Ostrzeżenie: Budowy układu ZVS nie polecam początkującym bez doświadczenia w obchodzeniu się z wysokim napięciem. Na wyjściu urządzenia występuje napięcie wielu tysięcy woltów. Łuk elektryczny jest bardzo gorący: może natychmiastowo zwęglić skórę i ciało nieostrożnego eksperymentatora. Autor nie bierze jakiejkolwiek odpowiedzialności za wszelkie mogące powstać szkody. Robisz to na własne ryzyko!
Przetwornica ta ma bardzo wysoką sprawność. Ma to miejsce dzięki temu, że uzwojenie pierwotne transformatora wraz z podłączonym do niego równolegle kondensatorem tworzy równoległy obwód rezonansowy. Dzięki połączonym przeciwsobnie tranzystorom zostaje zapewniony warunek wzbudzenia oscylacji obwodu rezonansowego na jego częstotliwości rezonansowej. Dla równoległego obwodu rezonansowego zachodzi wtedy rezonans prądów. Prąd zmienny płynący przez uzwojenie transformatora osiąga dzięki temu największą możliwą wartość. Diody Zenera ochraniają bramki tranzystorów przed przepięciami.

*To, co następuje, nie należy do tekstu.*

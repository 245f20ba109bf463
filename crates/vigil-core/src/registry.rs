//! In-memory device registry.
//!
//! Single source of truth for systems and cameras. Mutated only through
//! validated commands and the telemetry broadcaster; every mutation is a
//! narrow, total assignment behind a `DashMap` entry, so a bad input can
//! reject a command but never tear registry state.
//!
//! No module-level singleton: the registry is owned by the server's
//! context object, which makes multi-tenant and test-isolated instances
//! trivial.

use chrono::{DateTime, Duration, Utc};
use dashmap::DashMap;

use crate::error::CoreError;
use crate::model::{
    Camera, CameraMetrics, CameraSettings, CameraStatus, System, SystemStatus,
};
use crate::protocol::SettingsPatch;

/// Registry of all systems and cameras known to this deployment.
#[derive(Debug, Default)]
pub struct DeviceRegistry {
    systems: DashMap<String, System>,
    cameras: DashMap<String, Camera>,
}

impl DeviceRegistry {
    /// Empty registry.
    pub fn new() -> Self {
        Self::default()
    }

    /// Registry pre-populated with the demo fleet: two installations,
    /// four cameras on the primary one. State resets on process restart.
    pub fn seeded() -> Self {
        let registry = Self::new();
        let now = Utc::now();

        registry.insert_system(System {
            id: "system_1".into(),
            name: "Primary Monitoring System".into(),
            status: SystemStatus::Online,
            last_heartbeat: now,
            location: Some("Building A - Floor 3".into()),
        });
        registry.insert_system(System {
            id: "system_2".into(),
            name: "Secondary Monitoring System".into(),
            status: SystemStatus::Online,
            last_heartbeat: now - Duration::seconds(5),
            location: Some("Building B - Floor 1".into()),
        });

        let seed_cameras = [
            ("camera_1", "Front Camera", "rtsp://192.168.10.11/main", 45.0),
            ("camera_2", "Rear Camera", "rtsp://192.168.10.12/main", 43.0),
            ("camera_3", "Side Camera", "rtsp://192.168.10.13/main", 47.0),
            ("camera_4", "Top Camera", "rtsp://192.168.10.14/main", 44.0),
        ];
        for (id, name, url, temperature) in seed_cameras {
            registry.insert_camera(Camera {
                id: id.into(),
                name: name.into(),
                system_id: "system_1".into(),
                url: url.into(),
                status: CameraStatus::Connected,
                settings: CameraSettings::default(),
                metrics: CameraMetrics {
                    fps: 30.0,
                    resolution: "1920x1080".into(),
                    temperature,
                    errors: Vec::new(),
                },
                last_update: now,
            });
        }

        registry
    }

    // ── Population ───────────────────────────────────────────────────

    pub fn insert_system(&self, system: System) {
        self.systems.insert(system.id.clone(), system);
    }

    pub fn insert_camera(&self, camera: Camera) {
        self.cameras.insert(camera.id.clone(), camera);
    }

    // ── Lookups & snapshots ──────────────────────────────────────────

    pub fn system(&self, id: &str) -> Option<System> {
        self.systems.get(id).map(|entry| entry.value().clone())
    }

    pub fn camera(&self, id: &str) -> Option<Camera> {
        self.cameras.get(id).map(|entry| entry.value().clone())
    }

    /// All systems, ordered by id for stable output.
    pub fn systems(&self) -> Vec<System> {
        let mut systems: Vec<System> = self.systems.iter().map(|e| e.value().clone()).collect();
        systems.sort_by(|a, b| a.id.cmp(&b.id));
        systems
    }

    /// All cameras, ordered by id for stable output.
    pub fn cameras(&self) -> Vec<Camera> {
        let mut cameras: Vec<Camera> = self.cameras.iter().map(|e| e.value().clone()).collect();
        cameras.sort_by(|a, b| a.id.cmp(&b.id));
        cameras
    }

    /// Cameras attached to one installation, ordered by id.
    pub fn cameras_for_system(&self, system_id: &str) -> Vec<Camera> {
        let mut cameras: Vec<Camera> = self
            .cameras
            .iter()
            .filter(|e| e.system_id == system_id)
            .map(|e| e.value().clone())
            .collect();
        cameras.sort_by(|a, b| a.id.cmp(&b.id));
        cameras
    }

    pub fn system_count(&self) -> usize {
        self.systems.len()
    }

    pub fn camera_count(&self) -> usize {
        self.cameras.len()
    }

    // ── Validated mutations ──────────────────────────────────────────

    /// Apply a validated settings patch to one camera, clamping every
    /// written value. Returns the stored settings after the update.
    pub fn apply_camera_settings(
        &self,
        camera_id: &str,
        patch: &SettingsPatch,
        now: DateTime<Utc>,
    ) -> Result<CameraSettings, CoreError> {
        let mut entry = self
            .cameras
            .get_mut(camera_id)
            .ok_or_else(|| CoreError::not_found("Camera"))?;
        entry.settings.apply(patch);
        entry.last_update = now;
        Ok(entry.settings.clone())
    }

    // ── Broadcaster refresh ──────────────────────────────────────────

    /// Refresh the heartbeat of every online system to `now`. Offline
    /// and warning systems keep their stale heartbeat.
    pub fn refresh_heartbeats(&self, now: DateTime<Utc>) {
        for mut entry in self.systems.iter_mut() {
            if entry.status.is_online() {
                entry.last_heartbeat = now;
            }
        }
    }

    /// Overwrite one camera's sampled telemetry. Returns `false` for an
    /// unknown camera (broadcaster races with removal are benign).
    pub fn update_camera_telemetry(
        &self,
        camera_id: &str,
        fps: f64,
        temperature: f64,
        now: DateTime<Utc>,
    ) -> bool {
        let Some(mut entry) = self.cameras.get_mut(camera_id) else {
            return false;
        };
        entry.metrics.fps = fps;
        entry.metrics.temperature = temperature;
        entry.last_update = now;
        true
    }

    /// Ids of all cameras, for per-camera telemetry resampling.
    pub fn camera_ids(&self) -> Vec<String> {
        self.cameras.iter().map(|e| e.id.clone()).collect()
    }
}

#[cfg(test)]
#[allow(clippy::unwrap_used)]
mod tests {
    use super::*;
    use pretty_assertions::assert_eq;
    use serde_json::json;

    #[test]
    fn seeded_registry_matches_demo_fleet() {
        let registry = DeviceRegistry::seeded();
        assert_eq!(registry.system_count(), 2);
        assert_eq!(registry.camera_count(), 4);
        assert_eq!(registry.cameras_for_system("system_1").len(), 4);
        assert!(registry.cameras_for_system("system_2").is_empty());
    }

    #[test]
    fn snapshots_are_ordered_by_id() {
        let registry = DeviceRegistry::seeded();
        let ids: Vec<String> = registry.cameras().into_iter().map(|c| c.id).collect();
        assert_eq!(ids, vec!["camera_1", "camera_2", "camera_3", "camera_4"]);
    }

    #[test]
    fn apply_settings_clamps_out_of_range_values() {
        let registry = DeviceRegistry::seeded();
        let patch = SettingsPatch::from_value(&json!({ "gain": 900 })).unwrap();
        let now = Utc::now();

        let stored = registry.apply_camera_settings("camera_1", &patch, now).unwrap();
        assert_eq!(stored.gain, 900.0);

        // Clamping is a registry-level guarantee independent of the
        // gateway's range validation.
        let wild = SettingsPatch {
            exposure: Some(2000.0),
            focus: Some(-5.0),
            ..SettingsPatch::default()
        };
        let stored = registry.apply_camera_settings("camera_1", &wild, now).unwrap();
        assert_eq!(stored.exposure, 1000.0);
        assert_eq!(stored.focus, 0.0);

        let camera = registry.camera("camera_1").unwrap();
        assert_eq!(camera.settings, stored);
        assert_eq!(camera.last_update, now);
    }

    #[test]
    fn apply_settings_to_unknown_camera_is_not_found() {
        let registry = DeviceRegistry::seeded();
        let err = registry
            .apply_camera_settings("camera_99", &SettingsPatch::default(), Utc::now())
            .unwrap_err();
        assert!(matches!(err, CoreError::NotFound { .. }));
    }

    #[test]
    fn heartbeat_refresh_skips_offline_systems() {
        let registry = DeviceRegistry::seeded();
        let stale = Utc::now() - Duration::hours(1);
        registry.insert_system(System {
            id: "system_3".into(),
            name: "Decommissioned".into(),
            status: SystemStatus::Offline,
            last_heartbeat: stale,
            location: None,
        });

        let now = Utc::now();
        registry.refresh_heartbeats(now);

        assert_eq!(registry.system("system_1").unwrap().last_heartbeat, now);
        assert_eq!(registry.system("system_3").unwrap().last_heartbeat, stale);
    }

    #[test]
    fn telemetry_update_overwrites_sampled_fields_only() {
        let registry = DeviceRegistry::seeded();
        let now = Utc::now();

        assert!(registry.update_camera_telemetry("camera_2", 29.4, 46.2, now));
        let camera = registry.camera("camera_2").unwrap();
        assert_eq!(camera.metrics.fps, 29.4);
        assert_eq!(camera.metrics.temperature, 46.2);
        assert_eq!(camera.metrics.resolution, "1920x1080");
        assert_eq!(camera.last_update, now);

        assert!(!registry.update_camera_telemetry("camera_99", 30.0, 40.0, now));
    }
}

Kondensator musi być dobrej jakości. Najlepszy byłby impulsowy kondensator do zasilaczy. Ja zastosowałem baterię 4 takich kondensatorów po 0,25uF każdy, co dało w sumie 1uF. Kondensatory te znamionowo muszą być przeznaczone dla napięcia conajmniej trzy razy wyższego niż napięcie zasilania.
Cewkę dopasowującą impedancję najlepiej nawinąć na proszkowym rdzeniu toroidalnym pochodzącym z uszkodzonego zasilacza komputerowego. Wystarczy kilkanaście zwojów drutu 0,5 - 1,0mm.
Wszystkie elementy układu należy umieścić solidnie na odpowiedniej płytce. Można zastosować płytkę drukowaną, lecz ja wykorzystałem płytkę z grubego preszpanu. Została przykręcona do odpowiedniego radiatora rozpraszającego ciepło tracone na tranzystorach:
Tranzystorów nie widać ponieważ znajdują się pod płytką, są przykręcone poprzez silikonowe podkładki izolacyjne do radiatora.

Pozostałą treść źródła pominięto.